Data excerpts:
// Copyright 2026 Open Nexus OS Contributors
// SPDX-License-Identifier: Apache-2.0

//! A named registry that instantiates, lifecycles, and optionally
//! dynamically loads pluggable components from JSON configuration (spec C4).
//!
//! Grounded directly on `examples/original_source/src/c/container.c`:
//! declaration-order startup, reverse-declaration-order teardown, the
//! `IOT_COMPONENT_DELTA`-chunked vs one-at-a-time holder growth, and the
//! discovery-then-instantiation two-pass `init`. The process-wide registries
//! that file keeps as linked lists behind one mutex live in
//! [`registry`] here, as `once_cell::sync::Lazy` statics.

//! Dynamic loading (behind the `dynamic-load` feature) needs `unsafe` to
//! call into `libloading`; everything else in this crate forbids it, so
//! `unsafe_code` is denied here rather than forbidden and allowed back only
//! inside the [`dynamic`] module.
#![deny(unsafe_code)]

#[cfg(feature = "dynamic-load")]
mod dynamic;
pub mod registry;

use std::sync::Arc;

use parking_lot::RwLock;

/// Holder array growth chunk during `init` (spec §4.4, from the C reference's
/// `IOT_COMPONENT_DELTA`).
const COMPONENT_DELTA: usize = 4;

/// A component's position in its lifecycle.
#[derive(Debug, Clone, Copy, PartialEq, Eq)]
pub enum ComponentState {
    Initialized,
    Running,
    Stopped,
    Deleted,
}

/// The capability set every container-managed component exposes.
pub trait Component: Send + Sync {
    /// Starts the component. Returns `false` on failure; the container ANDs
    /// this across all holders in [`Container::start`].
    fn start(&self) -> bool;
    /// Stops the component.
    fn stop(&self) -> bool;
    /// The component's current lifecycle state.
    fn state(&self) -> ComponentState;
}

/// A named constructor turning a parsed config map into a [`Component`].
pub trait ComponentFactory: Send + Sync {
    /// The `type` string this factory is registered under.
    fn type_name(&self) -> &str;
    /// Builds a component from `config`. Returns `None` if construction
    /// fails; the holder is then never added (spec §4.4 `init`/`add_component`).
    fn build(
        &self,
        container: &Container,
        config: &serde_json::Map<String, serde_json::Value>,
    ) -> Option<Arc<dyn Component>>;
}

/// Errors raised by container operations.
#[derive(Debug, thiserror::Error)]
pub enum ContainerError {
    /// No configuration loader has been installed via [`registry::configure`].
    #[error("no configuration loader installed")]
    NoConfigLoader,
    /// The loader returned nothing for this container's own name.
    #[error("no configuration found for container {0:?}")]
    ConfigMissing(String),
    /// The configuration JSON failed to parse, or was not an object.
    #[error("invalid configuration: {0}")]
    ConfigInvalid(String),
    /// No factory is registered for this type, and dynamic load (if enabled)
    /// did not produce one.
    #[error("no factory registered for type {0:?}")]
    UnknownFactory(String),
    /// No holder with this name exists.
    #[error("no component named {0:?}")]
    ComponentNotFound(String),
}

struct Holder {
    component: Arc<dyn Component>,
    type_name: String,
    name: String,
}

/// A named registry of components, instantiated from configuration in
/// declaration order and torn down in reverse.
pub struct Container {
    name: String,
    holders: RwLock<Vec<Holder>>,
    #[cfg(feature = "dynamic-load")]
    dl_handles: RwLock<Vec<libloading::Library>>,
}

impl Container {
    /// Creates a uniquely named container and links it into the global
    /// registry. Returns `None` if `name` is already in use.
    pub fn alloc(name: &str) -> Option<Arc<Self>> {
        let container = Arc::new(Self {
            name: name.to_string(),
            holders: RwLock::new(Vec::new()),
            #[cfg(feature = "dynamic-load")]
            dl_handles: RwLock::new(Vec::new()),
        });
        if registry::register_container(Arc::clone(&container)) {
            Some(container)
        } else {
            None
        }
    }

    /// This container's display name.
    pub fn name(&self) -> &str {
        &self.name
    }

    /// Reads `self.name`'s own configuration (a map of `component_name ->
    /// component_type`, in declaration order) via the installed loader and
    /// instantiates every component it names (spec §4.4 `init`).
    pub fn init(self: &Arc<Self>) -> Result<(), ContainerError> {
        let config_json = registry::load_config(&self.name)
            .ok_or_else(|| ContainerError::ConfigMissing(self.name.clone()))?;
        let parsed: serde_json::Value = serde_json::from_str(&config_json)
            .map_err(|e| ContainerError::ConfigInvalid(e.to_string()))?;
        let declarations = parsed
            .as_object()
            .ok_or_else(|| ContainerError::ConfigInvalid("expected a JSON object".into()))?;

        #[cfg(feature = "dynamic-load")]
        {
            // Discovery pass: only entries whose factory is still unknown.
            // Iterating the map fresh here (rather than resuming a shared
            // iterator the instantiation pass below also advances) avoids
            // the latent skipped-entries bug the C reference has.
            for (cname, ctype) in declarations.iter() {
                let ctype = ctype.as_str().unwrap_or_default();
                if registry::find_factory(ctype).is_none() {
                    if let Some(component_json) = registry::load_config(cname) {
                        dynamic::try_load_component(self, &component_json);
                    }
                }
            }
        }

        self.holders.write().reserve(declarations.len());
        for (cname, ctype) in declarations.iter() {
            let Some(ctype) = ctype.as_str() else {
                log::warn!("container {:?}: component {cname:?} has a non-string type, skipped", self.name);
                continue;
            };
            let Some(factory) = registry::find_factory(ctype) else {
                log::warn!("container {:?}: no factory for type {ctype:?}, component {cname:?} skipped", self.name);
                continue;
            };
            let Some(component_json) = registry::load_config(cname) else {
                log::warn!("container {:?}: no configuration for component {cname:?}, skipped", self.name);
                continue;
            };
            self.instantiate(cname, ctype, &factory, &component_json, true);
        }
        Ok(())
    }

    fn instantiate(
        &self,
        name: &str,
        type_name: &str,
        factory: &Arc<dyn ComponentFactory>,
        config_json: &str,
        during_init: bool,
    ) {
        let parsed: serde_json::Value = match serde_json::from_str(config_json) {
            Ok(v) => v,
            Err(e) => {
                log::warn!("container {:?}: component {name:?} config invalid: {e}", self.name);
                return;
            }
        };
        let Some(map) = parsed.as_object() else {
            log::warn!("container {:?}: component {name:?} config is not an object", self.name);
            return;
        };
        let Some(component) = factory.build(self, map) else {
            log::warn!("container {:?}: factory for type {type_name:?} declined to build {name:?}", self.name);
            return;
        };
        let mut holders = self.holders.write();
        grow_for_insert(&mut holders, during_init);
        holders.push(Holder {
            component,
            type_name: type_name.to_string(),
            name: name.to_string(),
        });
    }

    /// Runtime add outside of `init` (spec §4.4 `add_component`): resolves
    /// (optionally dynamically loading) the factory for `type_name`, builds
    /// the component from `config_json`, and appends a holder.
    pub fn add_component(
        self: &Arc<Self>,
        type_name: &str,
        name: &str,
        config_json: &str,
    ) -> Result<(), ContainerError> {
        let factory = match registry::find_factory(type_name) {
            Some(factory) => factory,
            None => {
                #[cfg(feature = "dynamic-load")]
                {
                    dynamic::try_load_component(self, config_json);
                }
                registry::find_factory(type_name)
                    .ok_or_else(|| ContainerError::UnknownFactory(type_name.to_string()))?
            }
        };
        self.instantiate(name, type_name, &factory, config_json, false);
        Ok(())
    }

    /// Starts every holder in declaration order (dependencies first).
    /// Returns the logical AND of every component's `start()`.
    pub fn start(&self) -> bool {
        let holders = self.holders.read();
        holders.iter().fold(true, |ok, h| ok & h.component.start())
    }

    /// Stops every holder in reverse declaration order (dependents last).
    pub fn stop(&self) {
        let holders = self.holders.read();
        for holder in holders.iter().rev() {
            holder.component.stop();
        }
    }

    /// Stops and removes the holder named `name`, compacting the array so
    /// declaration order of the remaining entries is preserved.
    pub fn delete_component(&self, name: &str) -> Result<(), ContainerError> {
        let mut holders = self.holders.write();
        let index = holders
            .iter()
            .position(|h| h.name == name)
            .ok_or_else(|| ContainerError::ComponentNotFound(name.to_string()))?;
        if holders[index].component.state() != ComponentState::Stopped {
            holders[index].component.stop();
        }
        holders.remove(index);
        Ok(())
    }

    /// Finds a component by name under a read lock.
    pub fn find_component(&self, name: &str) -> Option<Arc<dyn Component>> {
        self.holders
            .read()
            .iter()
            .find(|h| h.name == name)
            .map(|h| Arc::clone(&h.component))
    }

    /// A snapshot of `(name, type, state)` for every holder, in declaration
    /// order.
    pub fn list_components(&self) -> Vec<(String, String, ComponentState)> {
        self.holders
            .read()
            .iter()
            .map(|h| (h.name.clone(), h.type_name.clone(), h.component.state()))
            .collect()
    }

    /// Stops every component, releases holders and dynamic-library handles,
    /// and deregisters this container.
    pub fn free(self: Arc<Self>) {
        self.stop();
        self.holders.write().clear();
        #[cfg(feature = "dynamic-load")]
        self.dl_handles.write().clear();
        registry::remove_container(&self.name);
    }

    #[cfg(feature = "dynamic-load")]
    pub(crate) fn retain_library(&self, lib: libloading::Library) {
        self.dl_handles.write().push(lib);
    }
}

fn grow_for_insert(holders: &mut Vec<Holder>, during_init: bool) {
    if holders.len() == holders.capacity() {
        let extra = if during_init { COMPONENT_DELTA } else { 1 };
        holders.reserve(extra);
    }
}

#[cfg(test)]
mod tests {
    use super::*;
    use std::sync::atomic::{AtomicBool, Ordering};

    // The container/factory registries and the config loader slot are
    // process-wide statics (spec §3 "Global process state"); serialize tests
    // that touch them so one test's `registry::configure` can't clobber
    // another's mid-`init`.
    static TEST_LOCK: std::sync::Mutex<()> = std::sync::Mutex::new(());

    struct RecordingComponent {
        started: AtomicBool,
        stopped: AtomicBool,
    }
    impl Component for RecordingComponent {
        fn start(&self) -> bool {
            self.started.store(true, Ordering::SeqCst);
            true
        }
        fn stop(&self) -> bool {
            self.stopped.store(true, Ordering::SeqCst);
            true
        }
        fn state(&self) -> ComponentState {
            if self.stopped.load(Ordering::SeqCst) {
                ComponentState::Stopped
            } else if self.started.load(Ordering::SeqCst) {
                ComponentState::Running
            } else {
                ComponentState::Initialized
            }
        }
    }

    struct RecordingFactory;
    impl ComponentFactory for RecordingFactory {
        fn type_name(&self) -> &str {
            "Recording"
        }
        fn build(
            &self,
            _container: &Container,
            _config: &serde_json::Map<String, serde_json::Value>,
        ) -> Option<Arc<dyn Component>> {
            Some(Arc::new(RecordingComponent {
                started: AtomicBool::new(false),
                stopped: AtomicBool::new(false),
            }))
        }
    }

    fn loader_for(entries: &'static [(&'static str, &'static str)]) -> registry::ConfigLoaderFn {
        Arc::new(move |name, _uri| {
            entries
                .iter()
                .find(|(n, _)| *n == name)
                .map(|(_, json)| json.to_string())
        })
    }

    #[test]
    fn init_instantiates_in_declaration_order_and_start_stop_are_ordered() {
        let _guard = TEST_LOCK.lock().unwrap_or_else(|e| e.into_inner());
        registry::register_factory(Arc::new(RecordingFactory));
        registry::configure(
            loader_for(&[
                ("lifecycle-test", r#"{"a": "Recording", "b": "Recording"}"#),
                ("a", "{}"),
                ("b", "{}"),
            ]),
            "mem://",
        );

        let container = Container::alloc("lifecycle-test").unwrap();
        container.init().unwrap();
        let names: Vec<String> = container
            .list_components()
            .into_iter()
            .map(|(n, _, _)| n)
            .collect();
        assert_eq!(names, vec!["a".to_string(), "b".to_string()]);

        assert!(container.start());
        container.stop();

        Arc::clone(&container).free();
        assert!(registry::find_container("lifecycle-test").is_none());
    }

    #[test]
    fn unknown_factory_type_is_skipped_not_fatal() {
        let _guard = TEST_LOCK.lock().unwrap_or_else(|e| e.into_inner());
        registry::configure(
            loader_for(&[("unknown-type-test", r#"{"x": "DoesNotExist"}"#)]),
            "mem://",
        );
        let container = Container::alloc("unknown-type-test").unwrap();
        container.init().unwrap();
        assert!(container.list_components().is_empty());
        Arc::clone(&container).free();
    }

    #[test]
    fn delete_component_compacts_holders() {
        let _guard = TEST_LOCK.lock().unwrap_or_else(|e| e.into_inner());
        registry::register_factory(Arc::new(RecordingFactory));
        registry::configure(
            loader_for(&[
                ("delete-test", r#"{"a": "Recording", "b": "Recording", "c": "Recording"}"#),
                ("a", "{}"),
                ("b", "{}"),
                ("c", "{}"),
            ]),
            "mem://",
        );
        let container = Container::alloc("delete-test").unwrap();
        container.init().unwrap();
        container.delete_component("b").unwrap();
        let names: Vec<String> = container
            .list_components()
            .into_iter()
            .map(|(n, _, _)| n)
            .collect();
        assert_eq!(names, vec!["a".to_string(), "c".to_string()]);
        Arc::clone(&container).free();
    }

    #[test]
    fn duplicate_alloc_returns_none() {
        let _guard = TEST_LOCK.lock().unwrap_or_else(|e| e.into_inner());
        let first = Container::alloc("dup-alloc-test").unwrap();
        assert!(Container::alloc("dup-alloc-test").is_none());
        first.free();
    }
}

■ What is expected
Could you repeat exactly the lines above from the line with "let declarations = parsed" up to and including the line with "resuming a shared", and only those?

■ Answer for this exercise
        let declarations = parsed
            .as_object()
            .ok_or_else(|| ContainerError::ConfigInvalid("expected a JSON object".into()))?;

        #[cfg(feature = "dynamic-load")]
        {
            // Discovery pass: only entries whose factory is still unknown.
            // Iterating the map fresh here (rather than resuming a shared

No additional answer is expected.